- _REQUIREMENT_
Which lines of the entries below hold the word "response"? Report each of them.

[Collected data]
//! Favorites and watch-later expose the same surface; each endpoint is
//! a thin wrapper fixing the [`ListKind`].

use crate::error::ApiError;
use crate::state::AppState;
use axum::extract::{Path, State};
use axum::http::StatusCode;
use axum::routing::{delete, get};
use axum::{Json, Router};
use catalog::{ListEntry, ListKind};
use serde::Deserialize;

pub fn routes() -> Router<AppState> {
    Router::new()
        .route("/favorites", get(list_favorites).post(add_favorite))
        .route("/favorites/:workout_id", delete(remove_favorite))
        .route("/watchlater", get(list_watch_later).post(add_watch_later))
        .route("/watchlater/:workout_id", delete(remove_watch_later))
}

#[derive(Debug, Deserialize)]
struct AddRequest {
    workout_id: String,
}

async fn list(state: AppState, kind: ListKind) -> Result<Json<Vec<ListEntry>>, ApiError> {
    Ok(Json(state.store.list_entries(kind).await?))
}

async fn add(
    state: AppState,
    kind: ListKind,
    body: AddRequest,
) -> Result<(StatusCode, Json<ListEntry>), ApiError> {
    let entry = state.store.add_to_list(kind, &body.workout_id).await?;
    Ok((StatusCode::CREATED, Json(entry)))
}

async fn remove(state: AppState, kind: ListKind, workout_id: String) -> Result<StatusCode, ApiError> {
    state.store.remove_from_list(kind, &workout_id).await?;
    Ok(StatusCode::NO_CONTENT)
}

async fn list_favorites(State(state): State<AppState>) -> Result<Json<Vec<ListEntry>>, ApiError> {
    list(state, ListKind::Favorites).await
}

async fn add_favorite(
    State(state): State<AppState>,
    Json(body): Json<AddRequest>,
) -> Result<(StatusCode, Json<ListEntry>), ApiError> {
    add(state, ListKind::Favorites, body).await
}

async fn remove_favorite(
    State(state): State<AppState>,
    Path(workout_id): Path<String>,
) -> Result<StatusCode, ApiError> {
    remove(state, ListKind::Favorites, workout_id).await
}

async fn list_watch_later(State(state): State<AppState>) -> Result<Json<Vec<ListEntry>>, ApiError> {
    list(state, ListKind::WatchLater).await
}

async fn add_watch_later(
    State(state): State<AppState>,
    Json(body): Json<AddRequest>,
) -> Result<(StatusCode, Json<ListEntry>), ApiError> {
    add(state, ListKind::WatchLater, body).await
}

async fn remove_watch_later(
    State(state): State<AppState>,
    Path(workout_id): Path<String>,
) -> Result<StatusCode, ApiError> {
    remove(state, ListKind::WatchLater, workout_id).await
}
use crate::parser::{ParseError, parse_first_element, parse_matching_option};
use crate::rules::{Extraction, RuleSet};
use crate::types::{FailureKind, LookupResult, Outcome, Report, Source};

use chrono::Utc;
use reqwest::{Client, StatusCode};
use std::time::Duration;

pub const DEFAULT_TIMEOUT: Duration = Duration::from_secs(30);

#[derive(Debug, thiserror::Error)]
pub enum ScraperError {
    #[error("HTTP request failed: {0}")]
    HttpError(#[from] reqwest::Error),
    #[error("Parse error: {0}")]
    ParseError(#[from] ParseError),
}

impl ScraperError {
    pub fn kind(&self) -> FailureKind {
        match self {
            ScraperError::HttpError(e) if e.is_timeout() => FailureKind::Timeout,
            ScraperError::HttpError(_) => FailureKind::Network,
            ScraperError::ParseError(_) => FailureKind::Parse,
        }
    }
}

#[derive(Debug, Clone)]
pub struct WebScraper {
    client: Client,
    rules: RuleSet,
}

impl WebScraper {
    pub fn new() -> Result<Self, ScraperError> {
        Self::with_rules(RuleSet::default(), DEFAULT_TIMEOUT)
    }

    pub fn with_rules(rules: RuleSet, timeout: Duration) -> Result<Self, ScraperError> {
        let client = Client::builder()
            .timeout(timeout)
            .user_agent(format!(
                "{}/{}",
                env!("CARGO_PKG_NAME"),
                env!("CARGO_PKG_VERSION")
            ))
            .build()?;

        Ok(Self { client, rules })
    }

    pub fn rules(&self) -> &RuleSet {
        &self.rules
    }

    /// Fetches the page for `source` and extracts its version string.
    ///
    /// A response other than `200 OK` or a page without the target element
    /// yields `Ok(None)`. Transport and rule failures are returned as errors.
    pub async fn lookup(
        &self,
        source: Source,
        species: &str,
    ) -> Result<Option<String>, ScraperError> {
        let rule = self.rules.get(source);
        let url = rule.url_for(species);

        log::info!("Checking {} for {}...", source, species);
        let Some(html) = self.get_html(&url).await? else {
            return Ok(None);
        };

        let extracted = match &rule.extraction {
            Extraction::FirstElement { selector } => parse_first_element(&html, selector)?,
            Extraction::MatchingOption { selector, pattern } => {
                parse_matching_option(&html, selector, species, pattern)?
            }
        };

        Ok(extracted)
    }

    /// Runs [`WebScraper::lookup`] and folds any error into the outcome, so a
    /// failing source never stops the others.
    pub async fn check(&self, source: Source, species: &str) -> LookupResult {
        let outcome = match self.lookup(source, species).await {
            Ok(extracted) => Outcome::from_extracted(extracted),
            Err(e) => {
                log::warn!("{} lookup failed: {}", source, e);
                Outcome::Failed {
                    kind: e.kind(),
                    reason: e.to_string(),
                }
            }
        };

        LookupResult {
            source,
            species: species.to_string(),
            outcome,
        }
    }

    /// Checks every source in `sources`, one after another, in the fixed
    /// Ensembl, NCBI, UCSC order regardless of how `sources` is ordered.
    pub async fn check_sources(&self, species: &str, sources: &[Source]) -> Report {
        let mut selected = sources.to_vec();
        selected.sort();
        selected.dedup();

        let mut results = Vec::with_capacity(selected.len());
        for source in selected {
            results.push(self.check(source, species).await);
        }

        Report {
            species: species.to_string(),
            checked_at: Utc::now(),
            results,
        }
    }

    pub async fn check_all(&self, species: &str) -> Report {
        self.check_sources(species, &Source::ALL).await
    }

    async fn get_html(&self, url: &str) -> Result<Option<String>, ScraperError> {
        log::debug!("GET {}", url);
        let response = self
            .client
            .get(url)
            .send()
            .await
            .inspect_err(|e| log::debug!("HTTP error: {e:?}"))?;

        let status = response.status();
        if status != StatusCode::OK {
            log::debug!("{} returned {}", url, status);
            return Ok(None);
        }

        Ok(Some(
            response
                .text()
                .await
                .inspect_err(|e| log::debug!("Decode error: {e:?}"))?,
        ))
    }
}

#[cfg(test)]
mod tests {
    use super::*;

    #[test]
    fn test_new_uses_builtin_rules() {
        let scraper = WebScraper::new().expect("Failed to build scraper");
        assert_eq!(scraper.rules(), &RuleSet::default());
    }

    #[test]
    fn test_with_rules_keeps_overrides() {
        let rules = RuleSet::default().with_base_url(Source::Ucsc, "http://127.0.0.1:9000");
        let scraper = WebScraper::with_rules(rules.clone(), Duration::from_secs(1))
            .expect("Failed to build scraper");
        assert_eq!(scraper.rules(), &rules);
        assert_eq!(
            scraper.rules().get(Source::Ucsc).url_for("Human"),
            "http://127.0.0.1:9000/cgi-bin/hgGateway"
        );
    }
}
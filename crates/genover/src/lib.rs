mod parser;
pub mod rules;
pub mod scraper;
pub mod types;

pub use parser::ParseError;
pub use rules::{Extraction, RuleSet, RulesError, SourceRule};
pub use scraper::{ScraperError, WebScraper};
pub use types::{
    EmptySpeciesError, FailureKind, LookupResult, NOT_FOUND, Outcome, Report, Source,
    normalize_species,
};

- _EXERCISE SOLUTION_
    /// A response other than `200 OK` or a page without the target element
        let response = self
        let status = response.status();
            response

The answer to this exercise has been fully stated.